You will probably never know it, had I not said. I normally won't venture out into the world when my head is down. I am a people pleaser. I know it makes folks uncomfortable when someone is falling apart and there is nothing they can do to fix it. Somehow, though, I don't seem to mind torturing those I love the most. Caregivers who hang in, who care to give again day after day deserve HUGE accolades. Did you know there are quite a large amount of caregivers who leave? They can't take it. They feel they can never say anything right. They have to take over roles in which they never signed up for. Not only are they living along side the nightmare of impending doom of someone they love, they get the added bonus of not having the privilege to throw their own hissy fit whenever the urge arises. They sit on the sidelines in crowded hallways, with all the others who are waiting, boldly so as to play the part of anchor when their patient/loved one opens the door from chemo to head home. It would seem so heartless for one to give up and walk away from someone who is suffering, but I totally get it. Which is why I believe my beloved husband is a saint. He has taken much abuse in the last 14 months. After we realized my cancer had come back, I insisted we take that cruise I've always wanted to experience. Although we could not afford it, David never wavered in his response. "Book it," he said. I did and we went. For a whole week the sun shone outside and in. Cancer took a back seat to joy and peace. Reality hit us in the face the second we came back, but I will never forget the sacrifice my husband is making so that we could enjoy just one week vacation from reality. (Considering he is a realist, this is a major feat)
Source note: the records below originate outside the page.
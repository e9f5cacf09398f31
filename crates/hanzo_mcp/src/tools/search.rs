//! Search tools: byte-regex search over a tree, and depth-bounded
//! directory enumeration.
//!
//! Both walk in sorted order so pagination by cursor sees a stable
//! sequence (absent concurrent mutation). Per-file errors are embedded in
//! the result list instead of failing the whole call.

use super::{ToolContext, ToolHandler, ToolOutput};
use crate::cursor::{CursorKind, CursorSeed};
use crate::error::{ToolError, ToolResult};
use crate::registry::{ToolClass, ToolDescriptor, ToolManifest};
use crate::schema::{opt_str_arg, opt_u64_arg, str_arg, ParamField, ParamKind, ParamSchema};
use async_trait::async_trait;
use globset::{Glob, GlobMatcher};
use serde_json::{json, Map, Value};
use std::path::Path;
use std::sync::Arc;

/// Items collected past the resume offset in one call; the budgeter trims
/// further, and anything beyond continues behind the cursor.
const COLLECT_WINDOW: usize = 2048;

/// Files past this size are reported as skipped rather than scanned.
const MAX_SCAN_BYTES: u64 = 8 * 1024 * 1024;

/// Preview length per hit, in characters.
const PREVIEW_CHARS: usize = 200;

pub fn manifest() -> ToolManifest {
    ToolManifest {
        package: "search",
        tools: vec![
            (
                ToolDescriptor {
                    name: "search",
                    description: "Regex search over a directory tree with include/exclude globs",
                    schema: ParamSchema::new()
                        .field(ParamField::required(
                            "pattern",
                            ParamKind::String,
                            "Byte regex applied per line",
                        ))
                        .field(ParamField::required(
                            "path",
                            ParamKind::String,
                            "Root of the tree to search (must be within allowed paths)",
                        ))
                        .field(ParamField::optional(
                            "include",
                            ParamKind::String,
                            "Glob a file name must match (e.g. *.rs)",
                        ))
                        .field(ParamField::optional(
                            "exclude",
                            ParamKind::String,
                            "Glob that removes matching file names",
                        ))
                        .field(ParamField::optional(
                            "max_results",
                            ParamKind::Integer,
                            "Stop after this many hits across all pages",
                        )),
                    class: ToolClass::Search,
                },
                Arc::new(SearchTool),
            ),
            (
                ToolDescriptor {
                    name: "tree",
                    description: "Depth-bounded directory enumeration with per-entry stat",
                    schema: ParamSchema::new()
                        .field(ParamField::required(
                            "path",
                            ParamKind::String,
                            "Directory to enumerate (must be within allowed paths)",
                        ))
                        .field(
                            ParamField::optional(
                                "depth",
                                ParamKind::Integer,
                                "Maximum depth below the root",
                            )
                            .with_default(json!(3)),
                        ),
                    class: ToolClass::Search,
                },
                Arc::new(TreeTool),
            ),
        ],
    }
}

pub struct SearchTool;

#[async_trait]
impl ToolHandler for SearchTool {
    async fn execute(
        &self,
        ctx: &ToolContext,
        args: Map<String, Value>,
    ) -> ToolResult<ToolOutput> {
        let pattern = str_arg(&args, "pattern")?;
        let path = str_arg(&args, "path")?;
        let include = compile_glob(opt_str_arg(&args, "include"))?;
        let exclude = compile_glob(opt_str_arg(&args, "exclude"))?;
        let max_results = opt_u64_arg(&args, "max_results")?;

        let regex = regex::bytes::Regex::new(pattern)
            .map_err(|e| ToolError::InvalidArguments(format!("bad pattern: {}", e)))?;
        let root = ctx.gate.authorize_read(Path::new(path))?;
        let skip = ctx.resume_offset();

        // the walk is sync and potentially large; keep the runtime breathing
        let cancel = ctx.cancel.clone();
        let (items, complete) = tokio::task::spawn_blocking(move || {
            scan_tree(&root, &regex, include, exclude, skip, max_results, &cancel)
        })
        .await
        .map_err(|e| ToolError::Internal(format!("search worker: {}", e)))??;

        Ok(ToolOutput::List {
            items,
            seed: CursorSeed::new(
                CursorKind::BatchedSearch,
                format!("search:{}", path),
                skip,
            ),
            complete,
        })
    }
}

#[allow(clippy::too_many_arguments)]
fn scan_tree(
    root: &Path,
    regex: &regex::bytes::Regex,
    include: Option<GlobMatcher>,
    exclude: Option<GlobMatcher>,
    skip: u64,
    max_results: Option<u64>,
    cancel: &tokio_util::sync::CancellationToken,
) -> ToolResult<(Vec<Value>, bool)> {
    let mut seen = 0u64;
    let mut items = Vec::new();

    let walker = walkdir::WalkDir::new(root)
        .sort_by_file_name()
        .into_iter()
        .filter_map(|entry| entry.ok())
        .filter(|entry| entry.file_type().is_file());

    for entry in walker {
        if cancel.is_cancelled() {
            return Err(ToolError::Cancelled("search cancelled".into()));
        }

        let name = entry.file_name().to_string_lossy();
        if let Some(include) = &include {
            if !include.is_match(name.as_ref()) {
                continue;
            }
        }
        if let Some(exclude) = &exclude {
            if exclude.is_match(name.as_ref()) {
                continue;
            }
        }

        let path_display = entry.path().display().to_string();
        if entry.metadata().map(|m| m.len()).unwrap_or(0) > MAX_SCAN_BYTES {
            let item = json!({ "path": path_display, "error": "file too large to scan" });
            if push_item(&mut items, item, &mut seen, skip) {
                return Ok((items, false));
            }
            continue;
        }

        let bytes = match std::fs::read(entry.path()) {
            Ok(bytes) => bytes,
            Err(err) => {
                let item = json!({ "path": path_display, "error": err.to_string() });
                if push_item(&mut items, item, &mut seen, skip) {
                    return Ok((items, false));
                }
                continue;
            }
        };

        for (line_index, line) in bytes.split(|b| *b == b'\n').enumerate() {
            if !regex.is_match(line) {
                continue;
            }
            let preview: String = String::from_utf8_lossy(line)
                .trim_end()
                .chars()
                .take(PREVIEW_CHARS)
                .collect();
            let item = json!({
                "path": path_display,
                "line": line_index + 1,
                "preview": preview,
            });
            if push_item(&mut items, item, &mut seen, skip) {
                return Ok((items, false));
            }
            if let Some(max) = max_results {
                if seen >= max {
                    return Ok((items, true));
                }
            }
        }
    }

    Ok((items, true))
}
The realization that the world continues to turn even when you're no longer participating is crushing. I am so thankful to those who continue to count us a part of their lives. Thankful to those who, despite the ugliness of the situation, still include us in activities, send texts,cards and come by to visit. Some of you haven't dropped a line because you don't know what to say. I want to tell you it's ok. I've been there. I know you and love you, I understand completely. Please don't feel guilty. (Remember, I'm a people pleaser. If I thought I was causing you to feel any guilt, then I feel guilty! It's a curse!)
Work and client family have been on my heart lately. You are very loved and terribly missed. I do hope one day to return in some capacity. If God wills, it can happen. Thank you to those whose capable hands my clients have been placed in. Please take good care of these special people. I love them all dearly.
Although the mood of this post is a bit blah, I can tell you with certainty that today, at this hour, "the God of hope fills me with joy and peace as I trust Him. I overflow with hope by the power of the Holy Spirit." Romans 15:13. His mercy requires only that I trust Him, and I do.
So here is my update:
I was supposed to have treatment #17 yesterday, but my defenses are too low so I am receiving injections to encourage them along and will try for chemo again next Monday. (I was surprised to hear this because I feel great, but evidently white blood cells don't have feeling :) On my last visit to MD Anderson I was told by my doctor that I would be a candidate for liver surgery. My counts are gradually going down and, as she put it, I am young and strong enough to take it. So I will go back in May for scans and consultation with the liver team. We suspect they will recommend resection and ablation. This is what I have been hoping for since the beginning.
I just returned from a 3.6 mile run….ok jog….well, walked the inclines and jogged the declines… All to say, I AM living. I'm still here! While my defenses are down I'll be doing most of that living close to home, but regardless, I will keep my chin up to the heavens. Thank you for your continued prayers! You are MUCH loved!!